Yang kedua, di dalam ABRI ada pergantian generasi dari dua orientasi. Kita akui ABRI kita adalah ABRInya rakyat. Ciri tentara rakyat adalah para pemimpinnya mempunyai ambisi-ambisi politik pribadi yang kuat. Ini di mana saja terjadi. Karena para pemimpin mempunyai ambisi-ambisi politik pribadi yang kuat, maka selalu terjadi tarik urat di dalam. Tentu ini tidak menguntungkan pekembangan ABRI apabila dilihat dari kebutuhan tentara yang utuh dan modern.
Sebenarnya telah lama ada keinginan untuk menerapkan profesionalisme di jajaran ABRI. Upaya ini berjalan di tahun 1980-an tapi, hasil kerja profesionalisasi yang dilakukan para pemimpin ABRI kala itu belum muncul. Karena yang dididik waktu itu kini baru berada di eselon kedua pimpinan ABRI. Di eselon pertama masih dipenuhi oleh generasi yang memiliki ambisi politik perorangan yang kuat. Kedua kelompok ini akan berhadapan dalam kecenderungan politik di dalam ABRI. Perbenturan itu akan terlihat dalam menangani masalah. Kita akan melihat proses tarik-menarik antara dua orientasi dalam ABRI ini.
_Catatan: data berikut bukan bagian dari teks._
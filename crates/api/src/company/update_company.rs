use crate::{
    error::RegistryError,
    shared::usecase::{execute, UseCase},
};
use actix_web::{web, HttpResponse};
use company_registry_api_structs::update_company::*;
use company_registry_domain::{CompanyPatch, InvalidCompanyError, ID};
use company_registry_infra::{RegistryContext, RepoError};
use tracing::info;

pub async fn update_company_controller(
    path: web::Path<PathParams>,
    body: web::Json<RequestBody>,
    ctx: web::Data<RegistryContext>,
) -> Result<HttpResponse, RegistryError> {
    let usecase = UpdateCompanyUseCase {
        company_id: path.company_id,
        patch: body.0,
    };

    execute(usecase, &ctx)
        .await
        .map(|_| HttpResponse::Ok().json(APIResponse::new("Company information was updated.")))
        .map_err(RegistryError::from)
}

#[derive(Debug)]
struct UpdateCompanyUseCase {
    pub company_id: ID,
    pub patch: CompanyPatch,
}

#[derive(Debug)]
enum UseCaseError {
    InvalidPatch(InvalidCompanyError),
    Storage(RepoError),
}

impl From<UseCaseError> for RegistryError {
    fn from(e: UseCaseError) -> Self {
        match e {
            UseCaseError::InvalidPatch(e) => Self::BadClientData(e.to_string()),
            UseCaseError::Storage(e) => {
                Self::from_storage(e, "An error occurred during update.")
            }
        }
    }
}

#[async_trait::async_trait(?Send)]
impl UseCase for UpdateCompanyUseCase {
    /// Number of updated companies
    type Response = u64;

    type Error = UseCaseError;

    const NAME: &'static str = "UpdateCompany";

    async fn execute(&mut self, ctx: &RegistryContext) -> Result<Self::Response, Self::Error> {
        self.patch.validate().map_err(UseCaseError::InvalidPatch)?;

        let updated = ctx
            .repos
            .companies
            .update(&self.company_id, &self.patch)
            .await
            .map_err(UseCaseError::Storage)?;
        // An unknown id is still acknowledged as a successful update
        if updated == 0 {
            info!("Update matched no company with id: {}", self.company_id);
        }
        Ok(updated)
    }
}
use company_registry_domain::{Entity, ID};
use std::sync::{
    atomic::{AtomicI64, Ordering},
    Mutex,
};

/// Entities kept in insertion order for inmemory repositories.
/// Ids are handed out once, like a serial column.
pub struct Collection<T> {
    items: Mutex<Vec<T>>,
    next_id: AtomicI64,
}

impl<T: Clone + Entity> Collection<T> {
    pub fn new() -> Self {
        Self {
            items: Mutex::new(Vec::new()),
            next_id: AtomicI64::new(1),
        }
    }

    pub fn next_id(&self) -> ID {
        self.next_id.fetch_add(1, Ordering::SeqCst).into()
    }

    pub fn insert(&self, val: &T) {
        self.items.lock().unwrap().push(val.clone());
    }

    pub fn find(&self, val_id: &ID) -> Option<T> {
        let items = self.items.lock().unwrap();
        items.iter().find(|item| item.id() == val_id).cloned()
    }

    pub fn filter<F: FnMut(&T) -> bool>(&self, mut compare: F) -> Vec<T> {
        let items = self.items.lock().unwrap();
        items.iter().filter(|item| compare(item)).cloned().collect()
    }

    /// Returns the number of updated items
    pub fn update_where<F: Fn(&T) -> bool, U: Fn(&mut T)>(&self, compare: F, update: U) -> u64 {
        let mut items = self.items.lock().unwrap();
        let mut updated = 0;
        for item in items.iter_mut().filter(|item| compare(item)) {
            update(item);
            updated += 1;
        }
        updated
    }

    pub fn remove(&self, val_id: &ID) -> Option<T> {
        let mut items = self.items.lock().unwrap();
        let pos = items.iter().position(|item| item.id() == val_id)?;
        Some(items.remove(pos))
    }
}

impl<T: Clone + Entity> Default for Collection<T> {
    fn default() -> Self {
        Self::new()
    }
}
pub mod usecase;
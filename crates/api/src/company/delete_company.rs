use crate::{
    error::RegistryError,
    shared::usecase::{execute, UseCase},
};
use actix_web::{web, HttpResponse};
use company_registry_api_structs::delete_company::*;
use company_registry_domain::{Company, ID};
use company_registry_infra::{RegistryContext, RepoError};

pub async fn delete_company_controller(
    path: web::Path<PathParams>,
    ctx: web::Data<RegistryContext>,
) -> Result<HttpResponse, RegistryError> {
    let usecase = DeleteCompanyUseCase {
        company_id: path.company_id,
    };

    execute(usecase, &ctx)
        .await
        .map(|_| HttpResponse::Ok().json(APIResponse::new("Company information was deleted.")))
        .map_err(RegistryError::from)
}

#[derive(Debug)]
enum UseCaseError {
    NotFound(ID),
    Storage(RepoError),
}

impl From<UseCaseError> for RegistryError {
    fn from(e: UseCaseError) -> Self {
        match e {
            UseCaseError::NotFound(_) => {
                Self::NotFound("The specified company was not found.".into())
            }
            UseCaseError::Storage(e) => {
                Self::from_storage(e, "An error occurred during deletion.")
            }
        }
    }
}

#[derive(Debug)]
struct DeleteCompanyUseCase {
    company_id: ID,
}

#[async_trait::async_trait(?Send)]
impl UseCase for DeleteCompanyUseCase {
    type Response = Company;

    type Error = UseCaseError;

    const NAME: &'static str = "DeleteCompany";

    async fn execute(&mut self, ctx: &RegistryContext) -> Result<Self::Response, Self::Error> {
        let deleted = ctx
            .repos
            .companies
            .delete(&self.company_id)
            .await
            .map_err(UseCaseError::Storage)?;
        deleted.ok_or(UseCaseError::NotFound(self.company_id))
    }
}
mod company;
mod shared;

pub use company::{Company, CompanyPatch, CompanyProfile, InvalidCompanyError};
pub use shared::entity::{Entity, InvalidIDError, ID};
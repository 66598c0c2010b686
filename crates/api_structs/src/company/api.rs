use crate::dtos::CompanyDTO;
use company_registry_domain::{Company, ID};
use serde::{Deserialize, Serialize};

#[derive(Debug, Deserialize, Serialize)]
pub struct CompaniesResponse {
    pub success: bool,
    pub companies: Vec<CompanyDTO>,
}

impl CompaniesResponse {
    pub fn new(companies: Vec<Company>) -> Self {
        Self {
            success: true,
            companies: companies.into_iter().map(CompanyDTO::new).collect(),
        }
    }
}

#[derive(Debug, Deserialize, Serialize)]
pub struct CompanyResponse {
    pub success: bool,
    pub company: CompanyDTO,
}

impl CompanyResponse {
    pub fn new(company: Company) -> Self {
        Self {
            success: true,
            company: CompanyDTO::new(company),
        }
    }
}

/// Acknowledgment of a write
#[derive(Debug, Deserialize, Serialize)]
pub struct MessageResponse {
    pub success: bool,
    pub message: String,
}

impl MessageResponse {
    pub fn new<T: Into<String>>(message: T) -> Self {
        Self {
            success: true,
            message: message.into(),
        }
    }
}

#[derive(Deserialize)]
pub struct CompanyPathParams {
    pub company_id: ID,
}

pub mod list_companies {
    use super::*;

    pub type APIResponse = CompaniesResponse;
}

pub mod create_company {
    use super::*;
    use company_registry_domain::CompanyProfile;

    pub type RequestBody = CompanyProfile;

    #[derive(Debug, Deserialize, Serialize)]
    pub struct APIResponse {
        pub success: bool,
        pub message: String,
        pub id: ID,
    }

    impl APIResponse {
        pub fn new<T: Into<String>>(message: T, id: ID) -> Self {
            Self {
                success: true,
                message: message.into(),
                id,
            }
        }
    }
}

pub mod get_company {
    use super::*;

    pub type PathParams = CompanyPathParams;

    pub type APIResponse = CompanyResponse;
}

pub mod update_company {
    use super::*;
    use company_registry_domain::CompanyPatch;

    pub type PathParams = CompanyPathParams;

    pub type RequestBody = CompanyPatch;

    pub type APIResponse = MessageResponse;
}

pub mod delete_company {
    use super::*;

    pub type PathParams = CompanyPathParams;

    pub type APIResponse = MessageResponse;
}

pub mod compare_companies {
    use super::*;

    #[derive(Debug, Deserialize, Serialize)]
    pub struct RequestBody {
        #[serde(default)]
        pub ids: Vec<ID>,
    }

    pub type APIResponse = CompaniesResponse;
}
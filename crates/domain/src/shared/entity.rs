use serde::{de::Visitor, Deserialize, Serialize};
use std::{fmt::Display, str::FromStr};
use thiserror::Error;

pub trait Entity {
    fn id(&self) -> &ID;
}

/// Identifier assigned by storage when a record is inserted
#[derive(Debug, Clone, Copy, PartialEq, Eq, Hash, PartialOrd, Ord)]
pub struct ID(i64);

impl ID {
    pub fn inner(self) -> i64 {
        self.0
    }
}

impl From<i64> for ID {
    fn from(id: i64) -> Self {
        Self(id)
    }
}

impl Display for ID {
    fn fmt(&self, f: &mut std::fmt::Formatter<'_>) -> std::fmt::Result {
        write!(f, "{}", self.0)
    }
}

#[derive(Error, Debug)]
pub enum InvalidIDError {
    #[error("ID: {0} is malformed")]
    Malformed(String),
}

impl FromStr for ID {
    type Err = InvalidIDError;

    fn from_str(s: &str) -> Result<Self, Self::Err> {
        s.trim()
            .parse::<i64>()
            .map(Self)
            .map_err(|_| InvalidIDError::Malformed(s.to_string()))
    }
}

impl Serialize for ID {
    fn serialize<S>(&self, serializer: S) -> Result<S::Ok, S::Error>
    where
        S: serde::Serializer,
    {
        serializer.serialize_i64(self.0)
    }
}

impl<'de> Deserialize<'de> for ID {
    fn deserialize<D>(deserializer: D) -> Result<Self, D::Error>
    where
        D: serde::Deserializer<'de>,
    {
        struct IDVisitor;

        impl<'de> Visitor<'de> for IDVisitor {
            type Value = ID;

            fn expecting(&self, formatter: &mut std::fmt::Formatter) -> std::fmt::Result {
                formatter.write_str("An integer id or its string representation")
            }

            fn visit_i64<E>(self, value: i64) -> Result<ID, E>
            where
                E: serde::de::Error,
            {
                Ok(ID(value))
            }

            fn visit_u64<E>(self, value: u64) -> Result<ID, E>
            where
                E: serde::de::Error,
            {
                i64::try_from(value)
                    .map(ID)
                    .map_err(|_| E::custom(format!("Malformed id: {}", value)))
            }

            fn visit_str<E>(self, value: &str) -> Result<ID, E>
            where
                E: serde::de::Error,
            {
                value
                    .parse::<ID>()
                    .map_err(|_| E::custom(format!("Malformed id: {}", value)))
            }
        }

        deserializer.deserialize_any(IDVisitor)
    }
}

#[cfg(test)]
mod tests {
    use super::*;

    #[test]
    fn it_parses_ids_from_numbers_and_strings() {
        let ids: Vec<ID> = serde_json::from_str(r#"[1, "2", " 3 "]"#).unwrap();
        assert_eq!(ids, vec![ID::from(1), ID::from(2), ID::from(3)]);
    }

    #[test]
    fn it_rejects_malformed_ids() {
        assert!(serde_json::from_str::<ID>(r#""abc""#).is_err());
        assert!(serde_json::from_str::<ID>("1.5").is_err());
        assert!("".parse::<ID>().is_err());
    }

    #[test]
    fn it_serializes_as_number() {
        assert_eq!(serde_json::to_string(&ID::from(42)).unwrap(), "42");
    }
}
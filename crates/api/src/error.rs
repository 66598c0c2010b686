use actix_web::{http::StatusCode, HttpResponse};
use company_registry_api_structs::FailureResponse;
use company_registry_infra::RepoError;
use thiserror::Error;

#[derive(Error, Debug)]
pub enum RegistryError {
    #[error("{0}")]
    InternalError(String),
    #[error("Could not connect to the database.")]
    StorageUnavailable,
    #[error("Invalid data provided: {0}")]
    BadClientData(String),
    #[error("The request conflicts with stored data: {0}")]
    Conflict(String),
    /// Reported with status 200 and `success: false`, which is what
    /// existing clients of this api expect
    #[error("{0}")]
    NotFound(String),
}

impl RegistryError {
    /// Maps a storage error, `failure_message` is shown when the statement
    /// itself failed
    pub fn from_storage(e: RepoError, failure_message: &str) -> Self {
        match e {
            RepoError::Unavailable(_) => Self::StorageUnavailable,
            RepoError::ConstraintViolation(msg) => Self::Conflict(msg),
            RepoError::Statement(_) => Self::InternalError(failure_message.into()),
        }
    }
}

impl actix_web::error::ResponseError for RegistryError {
    fn status_code(&self) -> StatusCode {
        match *self {
            Self::InternalError(_) => StatusCode::INTERNAL_SERVER_ERROR,
            Self::StorageUnavailable => StatusCode::INTERNAL_SERVER_ERROR,
            Self::BadClientData(_) => StatusCode::BAD_REQUEST,
            Self::Conflict(_) => StatusCode::CONFLICT,
            Self::NotFound(_) => StatusCode::OK,
        }
    }

    fn error_response(&self) -> HttpResponse {
        HttpResponse::build(self.status_code()).json(FailureResponse::new(self.to_string()))
    }
}
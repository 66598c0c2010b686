use crate::{
    error::RegistryError,
    shared::usecase::{execute, UseCase},
};
use actix_web::{web, HttpResponse};
use company_registry_api_structs::get_company::*;
use company_registry_domain::{Company, ID};
use company_registry_infra::{RegistryContext, RepoError};

pub async fn get_company_controller(
    path: web::Path<PathParams>,
    ctx: web::Data<RegistryContext>,
) -> Result<HttpResponse, RegistryError> {
    let usecase = GetCompanyUseCase {
        company_id: path.company_id,
    };

    execute(usecase, &ctx)
        .await
        .map(|company| HttpResponse::Ok().json(APIResponse::new(company)))
        .map_err(RegistryError::from)
}

#[derive(Debug)]
struct GetCompanyUseCase {
    pub company_id: ID,
}

#[derive(Debug)]
enum UseCaseError {
    NotFound(ID),
    Storage(RepoError),
}

impl From<UseCaseError> for RegistryError {
    fn from(e: UseCaseError) -> Self {
        match e {
            UseCaseError::NotFound(_) => {
                Self::NotFound("Company information was not found.".into())
            }
            UseCaseError::Storage(e) => Self::from_storage(
                e,
                "An error occurred while fetching company information.",
            ),
        }
    }
}

#[async_trait::async_trait(?Send)]
impl UseCase for GetCompanyUseCase {
    type Response = Company;

    type Error = UseCaseError;

    const NAME: &'static str = "GetCompany";

    async fn execute(&mut self, ctx: &RegistryContext) -> Result<Self::Response, Self::Error> {
        let company = ctx
            .repos
            .companies
            .find(&self.company_id)
            .await
            .map_err(UseCaseError::Storage)?;
        match company {
            Some(company) => Ok(company),
            None => Err(UseCaseError::NotFound(self.company_id)),
        }
    }
}
mod company;
mod error;
mod index;
mod shared;
mod status;

use actix_cors::Cors;
use actix_web::{dev::Server, middleware, web, App, HttpServer};
use company_registry_infra::RegistryContext;
pub use error::RegistryError;
use std::net::TcpListener;
use tracing_actix_web::TracingLogger;

pub fn configure_server_api(cfg: &mut web::ServiceConfig) {
    company::configure_routes(cfg);
    status::configure_routes(cfg);
}

/// Malformed bodies and path parameters are answered with the same
/// failure body as every other error
fn configure_extractors(cfg: &mut web::ServiceConfig) {
    cfg.app_data(web::JsonConfig::default().error_handler(|err, _req| {
        RegistryError::BadClientData(err.to_string()).into()
    }))
    .app_data(web::PathConfig::default().error_handler(|err, _req| {
        RegistryError::BadClientData(err.to_string()).into()
    }));
}

pub struct Application {
    server: Server,
    port: u16,
}

impl Application {
    pub async fn new(context: RegistryContext) -> Result<Self, std::io::Error> {
        let (server, port) = Application::configure_server(context).await?;

        Ok(Self { server, port })
    }

    pub fn port(&self) -> u16 {
        self.port
    }

    async fn configure_server(context: RegistryContext) -> Result<(Server, u16), std::io::Error> {
        let port = context.config.port;
        let address = format!("0.0.0.0:{}", port);
        let listener = TcpListener::bind(&address)?;
        let port = listener.local_addr()?.port();

        let server = HttpServer::new(move || {
            let ctx = context.clone();

            App::new()
                .wrap(Cors::permissive())
                .wrap(middleware::Compress::default())
                .wrap(TracingLogger::default())
                .app_data(web::Data::new(ctx))
                .configure(configure_extractors)
                .configure(index::configure_routes)
                .service(web::scope("/api").configure(configure_server_api))
        })
        .listen(listener)?
        .workers(4)
        .run();

        Ok((server, port))
    }

    pub async fn start(self) -> Result<(), std::io::Error> {
        self.server.await
    }
}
Lalu mana yang menang antara kelompok “Islam politik” dan “Islam sosial budaya” ini. Juga di ABRI, mana yang dominan antara keinginan untuk meneruskan pola ambisi politik perorangan ataukah keinginan untuk membina kolektivitas dalam watak kohesif dari ABRI sebagai kelompok profesi.
Kita tatap tahun 1998. Kalau saja yang berkembang adalah koalisi antara kelompok ABRI yang mempunyai kepentingan politik perorangan dengan kelompok “Islam berbendera politik”, maka jelas suasana politik yang terjadi akan begitu tegang, karena adanya titik temu antara kepentingan politik perorangan para perwira tinggi dengan kepentingan yang ingin melakukan dominasi atas lembaga-lembaga politik yang ada. Dengan kata lain, jalannya SU MPR akan penuh ketegangan.
Sebaliknya kalau yang dominan adalah kelompok militer profesional, yang tidak mementingkan ambisi politik perorangan, mereka akan wait and see, terserah para anggota MPR mau mencalonkan siapa. Ini juga sama dengan yang dilakukan “Islam sosial budaya”. Mereka tidak akan ambil pusing siapa yang akan menjadi presiden. Tidak masalah, diganti atau tidak, asal konstitusional. Andaikan terjadi seperti ini, suasana SU MPR akan santai-santai saja, tidak ruwet. Nah, pilih mana?